Nun ja. Es gab mehr als 150 Anzeigen aus der gesamten BRD. Allein aus einem bayrischen Dorf kam ein Dutzend Anzeigen. Der Bischof von Regensburg klagte wegen »Beleidigung eines ausländischen Staatsoberhauptes«.
Also des Papstes.
Der Bischof war aber nicht antragsberechtigt. Der Rest waren Klagen nach Paragraf 166.

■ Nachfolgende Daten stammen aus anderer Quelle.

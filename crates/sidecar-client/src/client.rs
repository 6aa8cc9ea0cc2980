//! Thin HTTP client over the fleet management REST API
//!
//! Wraps `reqwest` with base-URL qualification, optional token
//! authentication, and mapping of non-success responses into [`Error::Api`].

use crate::config::ApiConfig;
use crate::error::{Error, Result};
use reqwest::{Method, Response};
use serde::de::DeserializeOwned;
use serde::{Deserialize, Serialize};
use std::time::Duration;
use tracing::debug;
use url::Url;

/// HTTP client for the fleet management API
#[derive(Debug, Clone)]
pub struct ApiClient {
    http: reqwest::Client,
    base_url: Url,
    api_token: Option<String>,
}

impl ApiClient {
    /// Create a new client from the API configuration
    pub fn new(config: &ApiConfig) -> Result<Self> {
        let http = reqwest::Client::builder()
            .timeout(Duration::from_secs(config.request_timeout))
            .connect_timeout(Duration::from_secs(config.connect_timeout))
            .build()
            .map_err(Error::HttpClient)?;

        // A trailing slash keeps Url::join relative to the API root
        let mut base_url = config.base_url.clone();
        if !base_url.path().ends_with('/') {
            base_url.set_path(&format!("{}/", base_url.path()));
        }

        Ok(Self {
            http,
            base_url,
            api_token: config.api_token.clone(),
        })
    }

    /// Qualify a relative API path against the configured base URL
    pub fn endpoint_url(&self, path: &str) -> Result<Url> {
        Ok(self.base_url.join(path.trim_start_matches('/'))?)
    }

    /// Issue a GET and parse the JSON response body
    pub async fn get_json<T: DeserializeOwned>(&self, path: &str) -> Result<T> {
        let response = self.send::<()>(Method::GET, path, None).await?;
        Ok(response.json().await?)
    }

    /// Issue a POST with a JSON body, ignoring the response body
    pub async fn post<B: Serialize>(&self, path: &str, body: &B) -> Result<()> {
        self.send(Method::POST, path, Some(body)).await?;
        Ok(())
    }

    /// Issue a POST with a JSON body and parse the JSON response body
    pub async fn post_json<B: Serialize, T: DeserializeOwned>(
        &self,
        path: &str,
        body: &B,
    ) -> Result<T> {
        let response = self.send(Method::POST, path, Some(body)).await?;
        Ok(response.json().await?)
    }

    /// Issue a PUT with a JSON body, ignoring the response body
    pub async fn put<B: Serialize>(&self, path: &str, body: &B) -> Result<()> {
        self.send(Method::PUT, path, Some(body)).await?;
        Ok(())
    }

    /// Issue a DELETE, ignoring any response body
    pub async fn delete(&self, path: &str) -> Result<()> {
        self.send::<()>(Method::DELETE, path, None).await?;
        Ok(())
    }

    async fn send<B: Serialize>(
        &self,
        method: Method,
        path: &str,
        body: Option<&B>,
    ) -> Result<Response> {
        let url = self.endpoint_url(path)?;
        debug!("Sending {} request to {}", method, url);

        let mut request = self.http.request(method, url);
        if let Some(token) = &self.api_token {
            request = request.basic_auth(token, Some("token"));
        }
        if let Some(body) = body {
            request = request.json(body);
        }

        let response = request.send().await?;
        if response.status().is_success() {
            Ok(response)
        } else {
            Err(Self::error_from_response(response).await)
        }
    }

    /// Turn a non-success response into an [`Error::Api`]
    ///
    /// The server usually answers with a JSON `{"message": ...}` body; fall
    /// back to the raw body, then to the status' canonical reason.
    async fn error_from_response(response: Response) -> Error {
        let status = response.status();
        let message = match response.text().await {
            Ok(body) if !body.trim().is_empty() => {
                match serde_json::from_str::<ApiErrorBody>(&body) {
                    Ok(parsed) => parsed.message,
                    Err(_) => body,
                }
            }
            _ => status
                .canonical_reason()
                .unwrap_or("unknown reason")
                .to_string(),
        };

        Error::Api { status, message }
    }
}

/// JSON error body shape used by the API
#[derive(Debug, Deserialize)]
struct ApiErrorBody {
    message: String,
}
//! Error type shared by the scanning, merging and export code.

use std::path::PathBuf;

use thiserror::Error;

/// Errors returned by the jobstats library.
///
/// Per-file problems found while scanning (unreadable files, malformed
/// JSON) are not errors: the scanner logs them and moves on.
#[derive(Debug, Error)]
pub enum StatsError {
    /// The directory handed to a scan does not exist.
    #[error("stats directory not found: {}", .0.display())]
    RootNotFound(PathBuf),

    /// A `--select-stat` pattern did not compile.
    #[error("invalid stat selector '{pattern}': {source}")]
    InvalidStatSelector {
        pattern: String,
        #[source]
        source: regex::Error,
    },

    /// A merge policy name other than `sum`, `min` or `max`.
    #[error("unknown merge policy '{0}' (expected one of: sum, min, max)")]
    UnknownMergePolicy(String),

    /// Incrementality is undefined for a driver that neither ran nor skipped jobs.
    #[error("driver job for module '{module}' recorded no ran or skipped jobs")]
    NoDriverJobs { module: String },

    /// A start or end time that chrono cannot represent.
    #[error("timestamp {0}us is out of range")]
    TimestampOutOfRange(u64),

    #[error("JSON error: {0}")]
    Json(#[from] serde_json::Error),

    #[error("I/O error: {0}")]
    Io(#[from] std::io::Error),
}

pub type Result<T> = std::result::Result<T, StatsError>;
//! Common test utilities for jobstats integration tests.

use std::fs;
use std::path::{Path, PathBuf};

use serde_json::Value;

pub const TRIPLE: &str = "x86_64_apple_macosx10.9";

/// Write a stats file the way `swiftc -stats-output-dir` names it.
pub fn write_stats_file(
    dir: &Path,
    start: u64,
    kind: &str,
    module: &str,
    input: &str,
    run_id: u64,
    stats: &Value,
) -> PathBuf {
    let output = if input == "all" {
        String::new()
    } else {
        format!("{input}.o")
    };
    let name = format!("stats-{start}-swift-{kind}-{module}-{input}-{TRIPLE}-{output}-O-{run_id}.json");
    let path = dir.join(name);
    fs::write(&path, serde_json::to_string_pretty(stats).expect("Failed to encode stats"))
        .expect("Failed to write stats file");
    path
}

/// Timer key for a frontend job's wall clock.
#[allow(dead_code)]
pub fn frontend_wall_timer(module: &str, input: &str) -> String {
    format!("time.swift-frontend.{module}-{input}-{TRIPLE}-{input}.o-O.wall")
}
//! Output formats for merged or individual stats records.
//!
//! - Chrome/catapult trace events, viewable in `chrome://tracing` or Perfetto.
//! - LNT `submit` objects for performance tracking.

use std::collections::BTreeMap;
use std::io::Write;

use chrono::DateTime;
use serde::Serialize;

use crate::error::{Result, StatsError};
use crate::job::{Job, MetricValue, StatsRecord};

const TIME_FORMAT: &str = "%Y-%m-%d %H:%M:%S";

/// A catapult "complete" event covering one job.
#[derive(Debug, Clone, PartialEq, Serialize)]
pub struct TraceEvent {
    pub name: String,
    pub cat: String,
    pub ph: &'static str,
    pub pid: u64,
    pub tid: u32,
    pub ts: u64,
    pub dur: u64,
    pub args: Vec<String>,
}

/// Machine and run details of an LNT submission.
#[derive(Debug, Clone)]
pub struct LntConfig {
    pub machine_name: String,
    pub machine_info: BTreeMap<String, String>,
    pub order: String,
    pub tag: String,
    pub run_info: BTreeMap<String, String>,
}

impl Default for LntConfig {
    fn default() -> Self {
        Self {
            machine_name: "localhost".to_string(),
            machine_info: BTreeMap::new(),
            order: "0".to_string(),
            tag: "swift-compile".to_string(),
            run_info: BTreeMap::new(),
        }
    }
}

#[derive(Debug, Serialize)]
#[serde(rename_all = "PascalCase")]
pub struct LntSubmission {
    pub machine: LntMachine,
    pub run: LntRun,
    pub tests: Vec<LntTest>,
}

#[derive(Debug, Serialize)]
#[serde(rename_all = "PascalCase")]
pub struct LntMachine {
    pub name: String,
    pub info: BTreeMap<String, String>,
}

#[derive(Debug, Serialize)]
pub struct LntRun {
    #[serde(rename = "Start Time")]
    pub start_time: String,
    #[serde(rename = "End Time")]
    pub end_time: String,
    #[serde(rename = "Info")]
    pub info: BTreeMap<String, String>,
}

#[derive(Debug, Serialize)]
#[serde(rename_all = "PascalCase")]
pub struct LntTest {
    pub data: Vec<MetricValue>,
    pub info: BTreeMap<String, String>,
    pub name: String,
}

/// LNT metric type for a stats key.
pub fn pick_lnt_metric_suffix(metric: &str) -> &'static str {
    if metric.contains("BytesOutput") {
        "code_size"
    } else if metric.contains("RSS") || metric.contains("BytesAllocated") {
        "mem"
    } else {
        "compile"
    }
}

fn format_micros(micros: u64) -> Result<String> {
    let time = i64::try_from(micros)
        .ok()
        .and_then(DateTime::from_timestamp_micros)
        .ok_or(StatsError::TimestampOutOfRange(micros))?;
    Ok(time.format(TIME_FORMAT).to_string())
}

impl StatsRecord {
    pub fn to_trace_event(&self) -> TraceEvent {
        TraceEvent {
            name: self.module().to_string(),
            cat: self.kind().to_string(),
            ph: "X",
            pid: self.run_id(),
            tid: 1,
            ts: self.start_micros,
            dur: self.duration_micros,
            args: self.identity.args.iter().flat_map(|a| a.to_vec()).collect(),
        }
    }

    /// Start time as `YYYY-MM-DD HH:MM:SS` (UTC).
    pub fn start_timestr(&self) -> Result<String> {
        format_micros(self.start_micros)
    }

    /// End time as `YYYY-MM-DD HH:MM:SS` (UTC).
    pub fn end_timestr(&self) -> Result<String> {
        format_micros(self.end_micros())
    }

    pub fn to_lnt_submission(&self, config: &LntConfig) -> Result<LntSubmission> {
        let mut run_info = BTreeMap::from([
            ("run_order".to_string(), config.order.clone()),
            ("tag".to_string(), config.tag.clone()),
        ]);
        run_info.extend(config.run_info.clone());

        let tests = self
            .metrics
            .iter()
            .map(|(name, value)| LntTest {
                data: vec![*value],
                info: BTreeMap::new(),
                name: format!(
                    "{}.{}.{}.{}",
                    config.tag,
                    self.module(),
                    name,
                    pick_lnt_metric_suffix(name)
                ),
            })
            .collect();

        Ok(LntSubmission {
            machine: LntMachine {
                name: config.machine_name.clone(),
                info: config.machine_info.clone(),
            },
            run: LntRun {
                start_time: self.start_timestr()?,
                end_time: self.end_timestr()?,
                info: run_info,
            },
            tests,
        })
    }
}

/// Write one trace event per record as a JSON array.
pub fn write_trace_events<W: Write>(records: &[StatsRecord], writer: W) -> Result<()> {
    let events: Vec<TraceEvent> = records.iter().map(StatsRecord::to_trace_event).collect();
    serde_json::to_writer_pretty(writer, &events)?;
    Ok(())
}
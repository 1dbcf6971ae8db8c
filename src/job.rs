//! In-memory records for one compiler job.
//!
//! A [`StatsRecord`] holds the timing and counters a job wrote to its
//! stats file, a [`ProfileRecord`] the sampled profiles it wrote to its
//! profile directory. Records are values: merging, prefixing and dividing
//! return new records and leave the inputs alone.

use std::collections::BTreeMap;
use std::fmt;
use std::num::NonZeroU64;
use std::path::PathBuf;
use std::str::FromStr;

use rand::RngCore;
use serde::{Serialize, Serializer};

use crate::error::{Result, StatsError};

/// Counter holding the number of sub-jobs a driver actually ran.
pub const DRIVER_JOBS_RUN: &str = "Driver.NumDriverJobsRun";
/// Counter holding the number of sub-jobs a driver skipped as up to date.
pub const DRIVER_JOBS_SKIPPED: &str = "Driver.NumDriverJobsSkipped";
/// Kind and module given to a merged record whose inputs disagree.
pub const MERGED: &str = "<merged>";
/// Upper bound (inclusive) for generated run ids.
pub const MAX_RUN_ID: u64 = 1_000_000_000;

/// Draw a fresh run id for a derived record.
pub fn next_run_id(rng: &mut dyn RngCore) -> u64 {
    rng.next_u64() % (MAX_RUN_ID + 1)
}

#[derive(Debug, Clone, PartialEq, Eq, Hash)]
pub enum JobKind {
    Driver,
    Frontend,
    Other(String),
}

impl JobKind {
    pub fn as_str(&self) -> &str {
        match self {
            JobKind::Driver => "driver",
            JobKind::Frontend => "frontend",
            JobKind::Other(kind) => kind,
        }
    }
}

impl From<&str> for JobKind {
    fn from(s: &str) -> Self {
        match s {
            "driver" => JobKind::Driver,
            "frontend" => JobKind::Frontend,
            other => JobKind::Other(other.to_string()),
        }
    }
}

impl fmt::Display for JobKind {
    fn fmt(&self, f: &mut fmt::Formatter<'_>) -> fmt::Result {
        f.write_str(self.as_str())
    }
}

impl Serialize for JobKind {
    fn serialize<S: Serializer>(&self, serializer: S) -> std::result::Result<S::Ok, S::Error> {
        serializer.serialize_str(self.as_str())
    }
}

/// Positional arguments of a job. `output` is empty when the job had none.
#[derive(Debug, Clone, PartialEq, Eq, Serialize)]
pub struct JobArgs {
    pub input: String,
    pub triple: String,
    pub output: String,
    pub opt_level: String,
}

impl JobArgs {
    pub fn to_vec(&self) -> Vec<String> {
        vec![
            self.input.clone(),
            self.triple.clone(),
            self.output.clone(),
            self.opt_level.clone(),
        ]
    }
}

/// Identity shared by stats and profile records.
#[derive(Debug, Clone, PartialEq, Serialize)]
pub struct JobIdentity {
    pub kind: JobKind,
    /// Random label, not a process id.
    pub run_id: u64,
    pub module: String,
    /// One entry per job the record covers; merged records concatenate these.
    pub args: Vec<JobArgs>,
}

/// Accessors common to every record kind.
pub trait Job {
    fn identity(&self) -> &JobIdentity;

    fn kind(&self) -> &JobKind {
        &self.identity().kind
    }

    fn module(&self) -> &str {
        &self.identity().module
    }

    fn run_id(&self) -> u64 {
        self.identity().run_id
    }

    fn is_driver_job(&self) -> bool {
        self.identity().kind == JobKind::Driver
    }

    fn is_frontend_job(&self) -> bool {
        self.identity().kind == JobKind::Frontend
    }
}

/// A single counter or timer value.
#[derive(Debug, Clone, Copy, PartialEq, Serialize)]
#[serde(untagged)]
pub enum MetricValue {
    Int(i64),
    Float(f64),
}

impl MetricValue {
    /// Convert a JSON number, preferring the integer form.
    pub fn from_json(value: &serde_json::Value) -> Option<Self> {
        value
            .as_i64()
            .map(MetricValue::Int)
            .or_else(|| value.as_f64().map(MetricValue::Float))
    }

    pub fn as_f64(self) -> f64 {
        match self {
            MetricValue::Int(v) => v as f64,
            MetricValue::Float(v) => v,
        }
    }

    pub fn is_zero(self) -> bool {
        match self {
            MetricValue::Int(v) => v == 0,
            MetricValue::Float(v) => v == 0.0,
        }
    }

    /// Integer sums saturate at `i64::MAX`. Saturation only commutes with
    /// reordering when every operand is non-negative, which holds for
    /// compiler counters and timers.
    pub fn sum(self, other: Self) -> Self {
        match (self, other) {
            (MetricValue::Int(a), MetricValue::Int(b)) => MetricValue::Int(a.saturating_add(b)),
            (a, b) => MetricValue::Float(a.as_f64() + b.as_f64()),
        }
    }

    pub fn max(self, other: Self) -> Self {
        match (self, other) {
            (MetricValue::Int(a), MetricValue::Int(b)) => MetricValue::Int(a.max(b)),
            (a, b) => MetricValue::Float(a.as_f64().max(b.as_f64())),
        }
    }

    pub fn min(self, other: Self) -> Self {
        match (self, other) {
            (MetricValue::Int(a), MetricValue::Int(b)) => MetricValue::Int(a.min(b)),
            (a, b) => MetricValue::Float(a.as_f64().min(b.as_f64())),
        }
    }

    /// Integers floor-divide, floats divide.
    pub fn divided_by(self, n: NonZeroU64) -> Self {
        match self {
            MetricValue::Int(v) => {
                MetricValue::Int(v.div_euclid(i64::try_from(n.get()).unwrap_or(i64::MAX)))
            }
            MetricValue::Float(v) => MetricValue::Float(v / n.get() as f64),
        }
    }
}

impl fmt::Display for MetricValue {
    fn fmt(&self, f: &mut fmt::Formatter<'_>) -> fmt::Result {
        match self {
            MetricValue::Int(v) => write!(f, "{v}"),
            MetricValue::Float(v) => write!(f, "{v}"),
        }
    }
}

/// How two values for the same metric are combined when records merge.
#[derive(Debug, Clone, Copy, PartialEq, Eq, Default)]
pub enum MergePolicy {
    /// Assumes non-negative values, like `Min`.
    #[default]
    Sum,
    /// Minimum of the nonzero values. Zero doubles as "not recorded" in
    /// compiler counters, so a plain minimum would prefer a missing
    /// measurement over a real one. Assumes non-negative values.
    Min,
    Max,
}

impl MergePolicy {
    pub fn apply(self, a: MetricValue, b: MetricValue) -> MetricValue {
        match self {
            MergePolicy::Sum => a.sum(b),
            MergePolicy::Max => a.max(b),
            MergePolicy::Min => {
                if !a.is_zero() && !b.is_zero() {
                    a.min(b)
                } else {
                    a.max(b)
                }
            }
        }
    }
}

impl FromStr for MergePolicy {
    type Err = StatsError;

    fn from_str(s: &str) -> Result<Self> {
        match s {
            "sum" => Ok(MergePolicy::Sum),
            "min" => Ok(MergePolicy::Min),
            "max" => Ok(MergePolicy::Max),
            other => Err(StatsError::UnknownMergePolicy(other.to_string())),
        }
    }
}

impl fmt::Display for MergePolicy {
    fn fmt(&self, f: &mut fmt::Formatter<'_>) -> fmt::Result {
        let name = match self {
            MergePolicy::Sum => "sum",
            MergePolicy::Min => "min",
            MergePolicy::Max => "max",
        };
        f.write_str(name)
    }
}

/// Timing and counters of one job, as loaded from a stats file.
#[derive(Debug, Clone, PartialEq, Serialize)]
pub struct StatsRecord {
    #[serde(flatten)]
    pub identity: JobIdentity,
    pub start_micros: u64,
    pub duration_micros: u64,
    pub metrics: BTreeMap<String, MetricValue>,
}

impl Job for StatsRecord {
    fn identity(&self) -> &JobIdentity {
        &self.identity
    }
}

impl StatsRecord {
    pub fn end_micros(&self) -> u64 {
        self.start_micros.saturating_add(self.duration_micros)
    }

    fn driver_counter(&self, name: &str) -> MetricValue {
        assert!(
            self.is_driver_job(),
            "{name} requested from a {} job for module {}",
            self.identity.kind,
            self.identity.module
        );
        self.metrics
            .get(name)
            .copied()
            .unwrap_or(MetricValue::Int(0))
    }

    /// Sub-jobs the driver ran.
    ///
    /// # Panics
    ///
    /// Panics if this is not a driver job.
    pub fn driver_jobs_ran(&self) -> MetricValue {
        self.driver_counter(DRIVER_JOBS_RUN)
    }

    /// Sub-jobs the driver skipped.
    ///
    /// # Panics
    ///
    /// Panics if this is not a driver job.
    pub fn driver_jobs_skipped(&self) -> MetricValue {
        self.driver_counter(DRIVER_JOBS_SKIPPED)
    }

    /// Ran plus skipped sub-jobs.
    ///
    /// # Panics
    ///
    /// Panics if this is not a driver job.
    pub fn driver_jobs_total(&self) -> MetricValue {
        self.driver_jobs_ran().sum(self.driver_jobs_skipped())
    }

    /// Percentage of sub-jobs that actually ran, rounded to two decimals.
    ///
    /// Returns [`StatsError::NoDriverJobs`] when the driver neither ran nor
    /// skipped anything.
    ///
    /// # Panics
    ///
    /// Panics if this is not a driver job.
    pub fn incrementality_percentage(&self) -> Result<f64> {
        let ran = self.driver_jobs_ran().as_f64();
        let total = self.driver_jobs_total().as_f64();
        if total == 0.0 {
            return Err(StatsError::NoDriverJobs {
                module: self.identity.module.clone(),
            });
        }
        let pct = ran / total * 100.0;
        Ok((pct * 100.0).round() / 100.0)
    }

    /// Combine two records into one covering both.
    ///
    /// Metrics present on both sides are combined with `policy`, metrics on
    /// one side are copied. The result spans from the earlier start to the
    /// later end and gets a fresh run id.
    pub fn merged_with(
        &self,
        other: &StatsRecord,
        policy: MergePolicy,
        rng: &mut dyn RngCore,
    ) -> StatsRecord {
        let mut metrics = self.metrics.clone();
        for (name, value) in &other.metrics {
            metrics
                .entry(name.clone())
                .and_modify(|cur| *cur = policy.apply(*cur, *value))
                .or_insert(*value);
        }

        let kind = if self.identity.kind == other.identity.kind {
            self.identity.kind.clone()
        } else {
            JobKind::Other(MERGED.to_string())
        };
        let module = if self.identity.module == other.identity.module {
            self.identity.module.clone()
        } else {
            MERGED.to_string()
        };

        let start_micros = self.start_micros.min(other.start_micros);
        let end_micros = self.end_micros().max(other.end_micros());

        let mut args = self.identity.args.clone();
        args.extend(other.identity.args.iter().cloned());

        StatsRecord {
            identity: JobIdentity {
                kind,
                run_id: next_run_id(rng),
                module,
                args,
            },
            start_micros,
            duration_micros: end_micros - start_micros,
            metrics,
        }
    }

    /// Rename every metric to `<prefix>.<name>`.
    pub fn prefixed_by(&self, prefix: &str, rng: &mut dyn RngCore) -> StatsRecord {
        let metrics = self
            .metrics
            .iter()
            .map(|(name, value)| (format!("{prefix}.{name}"), *value))
            .collect();
        self.derive(metrics, rng)
    }

    /// Divide every metric by `n`. Timing and identity are left as is.
    pub fn divided_by(&self, n: NonZeroU64, rng: &mut dyn RngCore) -> StatsRecord {
        let metrics = self
            .metrics
            .iter()
            .map(|(name, value)| (name.clone(), value.divided_by(n)))
            .collect();
        self.derive(metrics, rng)
    }

    fn derive(&self, metrics: BTreeMap<String, MetricValue>, rng: &mut dyn RngCore) -> StatsRecord {
        StatsRecord {
            identity: JobIdentity {
                run_id: next_run_id(rng),
                ..self.identity.clone()
            },
            start_micros: self.start_micros,
            duration_micros: self.duration_micros,
            metrics,
        }
    }
}

/// Profile files of one job, keyed by profile type (file extension) and
/// then counter name (file stem).
#[derive(Debug, Clone, PartialEq, Serialize)]
pub struct ProfileRecord {
    #[serde(flatten)]
    pub identity: JobIdentity,
    pub profiles: BTreeMap<String, BTreeMap<String, PathBuf>>,
}

impl Job for ProfileRecord {
    fn identity(&self) -> &JobIdentity {
        &self.identity
    }
}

Der Richter fand den Paragrafen nicht sonderlich prickelnd und konnte schmunzeln, als ich im Schlussplädoyer erleichtert feststellte, dass vor dem Gerichtsgebäude kein Scheiterhaufen aufgebaut sei. 150 Anzeigen machten seiner Ansicht nach deutlich, dass der Beitrag geeignet war, den öffentlichen Frieden zu stören. Dass die Bildpost den Unfrieden gestiftet hatte, spielte keine Rolle. So wurde ich zu 200 DM auf Bewährung verurteilt. Die Bewährungshilfe hat nie Kontakt zu mir aufgenommen, wie man heute noch feststellen kann.
Ihre Resozialisierung steht also noch aus.
Offensichtlich…
Der Paragraph 166 des Strafgesetzbuches soll die Beschimpfung nicht nur von Religionsgesellschaften, sondern auch von nicht-religiösen Bekenntnissen und Weltanschauungsvereinigungen unterbinden. Zeigt der Staat sich da nicht vorbildlich säkular, indem er zumindest auf dem Papier Katholiken, UFO-Gläubige und Maoisten gleichermaßen vor unbotmäßiger Kritik schützt?
Ich bin ziemlich gut über die Praxis des Paragrafen 166 informiert. Mir ist kein einziger Fall bekannt, bei dem auch nur Anklage erhoben worden ist, weil eine marxistische Weltanschauung verunglimpft wurde. Das wäre auch ein Paradoxon. Ursprünglich sollte der Paragraph Gott vor Schmähungen der Menschen schützen. Ein paar Hundert Jahre später erkannten Kirchengelehrte, dass es ziemlich blasphemisch ist, wenn sich Menschen anmaßen, den angeblich Allmächtigen zu schützen.
Also galt der »Gotteslästerungs«-Paragraf plötzlich selbst als gotteslästerlich…
Exakt. Schutzgegenstand des Paragraphen wurden dann zunächst die Menschen, die nun durch den Paragraphen vor dem Zorn Gottes bewahrt wurden. In der Strafrechtsreform vor 50 Jahren erhielt der Paragraph ein neues zu schützendes Etwas: den öffentlichen Frieden. Strafbar ist seitdem, Religionen oder Weltanschauungen in einer Art und Weise zu verunglimpfen, die geeignet ist, den öffentlichen Frieden zu gefährden. Ein Straftatbestand, der immerhin zu Abwehr von Bürgerkriegen und ähnlichem Ungemach eingeführt worden ist.
Hand aufs Herz: Hätten Sie erwartet, mit solch einem ollen Filmschinken wie »Das Leben des Brian« solches Aufsehen zu erregen?
Ich denke, der kleine Trick, der bei uns funktioniert hat, war, dass wir die zuständigen Zensurbehörden als solche tituliert haben, bei ihnen öffentlich angefragt haben, wie die Anwendungspraxis des Feiertagsgesetzes aussieht. Nicht der Film sondern die Existenz des Feiertagsgesetzes erregt Aufsehen. Der Film ist dabei ein hervorragender Sympathie-Träger, um deutlich zu machen, wie anachronistisch das Gesetz ist.